Warten musste auch Brooklyn ehe er etwas unternahm was der junge Krieger später vielleicht bereuen würde. Er sah dabei zu wie Matt Bluestone mit Gefolge zwischen den Reihen aus Holzbänken voranmarschierte. Am Fuße der Stufen die zum Altar hinaufführten blieben die Männer stehen. Nur Matt tat einen Schritt auf die erste Stufe. Sein Blick wanderte zum Eindringling und Brooklyn sah genau das Matt seine Hand in Richtung Waffe gleiten ließ. Doch aus Matts Zögern schloss Brooklyn das es der Polizist vorerst mit Diplomatie versuchen wollte.
„Ich weiß nicht was hier vorgefallen ist, aber Sie sind mir ein paar Erklärungen schuldig.“, sprach Matt mit fester Stimme die in der ganzen Halle zu hören war. Die Halle warf ein Echo.
Brooklyn wusste nicht wieso, aber er bekam eine Gänsehaut Die Person in weiß blieb stumm und regungslos.
„Ob das ein Priester ist?“, fragte Broadway dem die Situation genauso wenig zu gefallen schien.
Ihr Anführer zog skeptisch eine Augenbraue hoch. „Die Kirche mag für glanzvolle Auftritte bekannt sein, aber selbst das ist für die eher ungewöhnlich.“
Angela die sich an seine Seite schlich war der gleichen Ansicht. Nur im Flüsterton wagte sie es sich zu sprechen: „Irgendwie ist es unheimlich.“
Weitaus lauter äußerte auch Broadway seine Bedenken. „Hoffentlich geschieht Matt nichts.“
Lexington strafte ihn darauf mit erbosten Blick. „Geht's noch lauter? Die ganze Kirche hat dich noch nicht gehört.“ Aus Angst das der Grünling die Ironie von Lex nicht verstand, legte dieser ihm aus reiner Vorsicht die Hand auf den Mund.
Brooklyn schüttelte genervt den Kopf.
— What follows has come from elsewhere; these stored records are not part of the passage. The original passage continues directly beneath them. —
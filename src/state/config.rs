/// Catalog configuration
///
/// This struct stores every tunable the pipeline reads: which columns hold
/// the core log fields, the merge tolerance, box geometry, asset file names
/// and page geometry. It is serialized to JSON so a site can keep its own
/// column naming without rebuilding.

use serde::{Deserialize, Serialize};
use std::fs;
use std::path::{Path, PathBuf};

use crate::error::{CatalogError, CatalogResult};

/// Names of the core log columns, matched case-insensitively
#[derive(Serialize, Deserialize, Debug, Clone, PartialEq)]
#[serde(default)]
pub struct ColumnNames {
    /// Core box number
    pub box_id: String,
    /// Run start depth
    pub start: String,
    /// Run end depth
    pub end: String,
    /// Measured recovered length
    pub measured: String,
}

impl Default for ColumnNames {
    fn default() -> Self {
        Self {
            box_id: "BOX".to_string(),
            start: "от".to_string(),
            end: "до".to_string(),
            measured: "замеры".to_string(),
        }
    }
}

/// File names of the fixed resources, resolved against the resource directory
#[derive(Serialize, Deserialize, Debug, Clone, PartialEq)]
#[serde(default)]
pub struct AssetNames {
    /// Reference scale strip placed in the right column of every page
    pub reference_scale: String,
    /// Thin separator graphic between the daylight and UV photos
    pub separator: String,
    /// TrueType font for scale and sample labels
    pub font: String,
}

impl Default for AssetNames {
    fn default() -> Self {
        Self {
            reference_scale: "scale.jpg".to_string(),
            separator: "shkala.jpg".to_string(),
            font: "arial.ttf".to_string(),
        }
    }
}

/// Physical page geometry for the document writer (centimetres)
#[derive(Serialize, Deserialize, Debug, Clone, Copy, PartialEq)]
#[serde(default)]
pub struct PageLayout {
    pub page_width_cm: f32,
    pub page_height_cm: f32,
    pub margin_cm: f32,
    /// Height of scales, photos and the reference scale
    pub figure_height_cm: f32,
    /// Height of the separator graphic
    pub separator_height_cm: f32,
    pub font_size_pt: f32,
}

impl Default for PageLayout {
    fn default() -> Self {
        // A4 portrait, 1 cm margins, 21.88 cm figure strip
        Self {
            page_width_cm: 21.0,
            page_height_cm: 29.7,
            margin_cm: 1.0,
            figure_height_cm: 21.88,
            separator_height_cm: 2.54,
            font_size_pt: 9.0,
        }
    }
}

/// Colors used when drawing on generated and annotated images
#[derive(Serialize, Deserialize, Debug, Clone, PartialEq)]
#[serde(default)]
pub struct Palette {
    /// Depth scale tick color
    pub tick: String,
    /// Depth scale label color
    pub label: String,
    /// Sample marker ring and label color
    pub marker: String,
}

impl Default for Palette {
    fn default() -> Self {
        Self {
            tick: "#008000".to_string(),
            label: "#000000".to_string(),
            marker: "#FF0000".to_string(),
        }
    }
}

/// All catalog settings
#[derive(Serialize, Deserialize, Debug, Clone, PartialEq)]
#[serde(default)]
pub struct CatalogConfig {
    // ========== Input ==========

    /// Core log column names
    pub columns: ColumnNames,

    /// Token stripped from the front of well labels (e.g. "скв.")
    pub well_prefix: String,

    // ========== Derivation ==========

    /// Largest gap (m) still treated as continuous drilling
    pub merge_tolerance: f64,

    /// Physical length of one core box (m)
    pub box_length: f64,

    /// Core segments laid side by side in one box (1 or 2)
    pub segments_per_box: u8,

    // ========== Output ==========

    /// Directory holding the fixed assets; None = auto-detect
    pub resources_dir: Option<PathBuf>,

    pub assets: AssetNames,

    pub page: PageLayout,

    pub palette: Palette,

    /// JPEG quality (1-100) for images embedded in the document
    pub jpeg_quality: u8,
}

impl Default for CatalogConfig {
    fn default() -> Self {
        Self {
            columns: ColumnNames::default(),
            well_prefix: "скв.".to_string(),
            merge_tolerance: 0.1,
            box_length: 1.0,
            segments_per_box: 1,
            resources_dir: None,
            assets: AssetNames::default(),
            page: PageLayout::default(),
            palette: Palette::default(),
            jpeg_quality: 90,
        }
    }
}

impl CatalogConfig {
    pub fn new() -> Self {
        Self::default()
    }

    /// Convert to JSON string for saving
    pub fn to_json(&self) -> Result<String, serde_json::Error> {
        serde_json::to_string_pretty(self)
    }

    /// Parse from JSON string; missing keys fall back to defaults
    pub fn from_json(json: &str) -> Result<Self, serde_json::Error> {
        serde_json::from_str(json)
    }

    /// Load from a JSON file and validate
    pub fn load(path: &Path) -> CatalogResult<Self> {
        let json = fs::read_to_string(path).map_err(|e| CatalogError::file_io(path, e))?;
        let config = Self::from_json(&json)?;
        config.validate()?;
        Ok(config)
    }

    /// Load from `path` if given, else from the default location if it exists,
    /// else use defaults
    pub fn load_or_default(path: Option<&Path>) -> CatalogResult<Self> {
        if let Some(path) = path {
            return Self::load(path);
        }
        match Self::default_path() {
            Some(path) if path.is_file() => Self::load(&path),
            _ => Ok(Self::default()),
        }
    }

    /// Default config location:
    /// - Linux: ~/.config/core-catalog/config.json
    /// - macOS: ~/Library/Application Support/core-catalog/config.json
    /// - Windows: %APPDATA%\core-catalog\config.json
    pub fn default_path() -> Option<PathBuf> {
        dirs::config_dir().map(|dir| dir.join("core-catalog").join("config.json"))
    }

    /// Reject settings the pipeline cannot work with
    pub fn validate(&self) -> CatalogResult<()> {
        if !(self.merge_tolerance.is_finite() && self.merge_tolerance >= 0.0) {
            return Err(CatalogError::configuration("merge_tolerance must be >= 0"));
        }
        if !(self.box_length.is_finite() && self.box_length > 0.0) {
            return Err(CatalogError::configuration("box_length must be > 0"));
        }
        if !(1..=2).contains(&self.segments_per_box) {
            return Err(CatalogError::configuration("segments_per_box must be 1 or 2"));
        }
        if !(1..=100).contains(&self.jpeg_quality) {
            return Err(CatalogError::configuration("jpeg_quality must be within 1..=100"));
        }
        for (name, value) in [
            ("columns.box_id", &self.columns.box_id),
            ("columns.start", &self.columns.start),
            ("columns.end", &self.columns.end),
        ] {
            if value.trim().is_empty() {
                return Err(CatalogError::configuration(format!("{} must not be empty", name)));
            }
        }
        Ok(())
    }

    /// Check if this is the stock configuration
    pub fn is_default(&self) -> bool {
        *self == Self::default()
    }

    /// Reset all settings to default
    pub fn reset(&mut self) {
        *self = Self::default();
    }
}

#[cfg(test)]
mod tests {
    use super::*;

    #[test]
    fn test_default_is_valid() {
        let config = CatalogConfig::default();
        assert!(config.is_default());
        assert!(config.validate().is_ok());
        assert_eq!(config.merge_tolerance, 0.1);
        assert_eq!(config.box_length, 1.0);
    }

    #[test]
    fn test_serialization() {
        let mut config = CatalogConfig::default();
        config.columns.box_id = "Box".to_string();
        config.segments_per_box = 2;

        let json = config.to_json().unwrap();
        let restored = CatalogConfig::from_json(&json).unwrap();

        assert_eq!(config, restored);
        assert!(!restored.is_default());
    }

    #[test]
    fn test_partial_json_uses_defaults() {
        let config = CatalogConfig::from_json(r#"{"columns": {"start": "From"}}"#).unwrap();
        assert_eq!(config.columns.start, "From");
        assert_eq!(config.columns.end, "до");
        assert_eq!(config.jpeg_quality, 90);
    }

    #[test]
    fn test_validate_rejects_bad_segments() {
        let mut config = CatalogConfig::default();
        config.segments_per_box = 3;
        assert!(config.validate().unwrap_err().is_configuration());
    }

    #[test]
    fn test_reset() {
        let mut config = CatalogConfig::default();
        config.box_length = 2.0;
        assert!(!config.is_default());
        config.reset();
        assert!(config.is_default());
    }

    #[test]
    fn test_load_from_file() {
        let dir = tempfile::tempdir().unwrap();
        let path = dir.path().join("config.json");
        fs::write(&path, r#"{"box_length": 1.5}"#).unwrap();

        let config = CatalogConfig::load(&path).unwrap();
        assert_eq!(config.box_length, 1.5);

        fs::write(&path, r#"{"box_length": 0}"#).unwrap();
        assert!(CatalogConfig::load(&path).is_err());
    }
}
Was mochte wohl Goliath in Situationen wie diesen tun?
Plötzlich ertönte das Klicken einer Pistole. Matt hatte seine Waffe entsichert und richtete sie nun auf die Gestalt. „Es ist besser Sie kommen mit ohne mir Ärger zu machen. Auf dem Revier besprechen wir alles Weitere.“
Die gemeinte Person gedachte jedoch nicht dem Polizisten Folge zu leisten. Stattdessen faltete die Gestalt ihre Hände zum Gebet zusammen und verneigte sich vor versammelter Mannschaft. Ein Gesicht nach dem anderen nahm den Ausdruck von großen Entsetzen an. Das weiße Gewand hatte zu flattern begonnen.
Ein kühler Luftzug wehte durch das Gotteshaus und blies die Kerzen aus. Es wurde dunkel. Einzig die Lichter von draußen warfen ihren schwachen Schein hinein. Und genau dieses verbliebene Licht sammelte sich um die Person in in weiß.
Brooklyn und seine Freunde erschauderten. Was war nun diesmal wieder im Gange? Mussten sie sich ernsthafte Sorgen machen?
Alles war still in der Kirche geworden und es schien so, als wagte sich keiner auch nur noch einen Schritt vor den Anderen zutun. Niemand bewegte sich.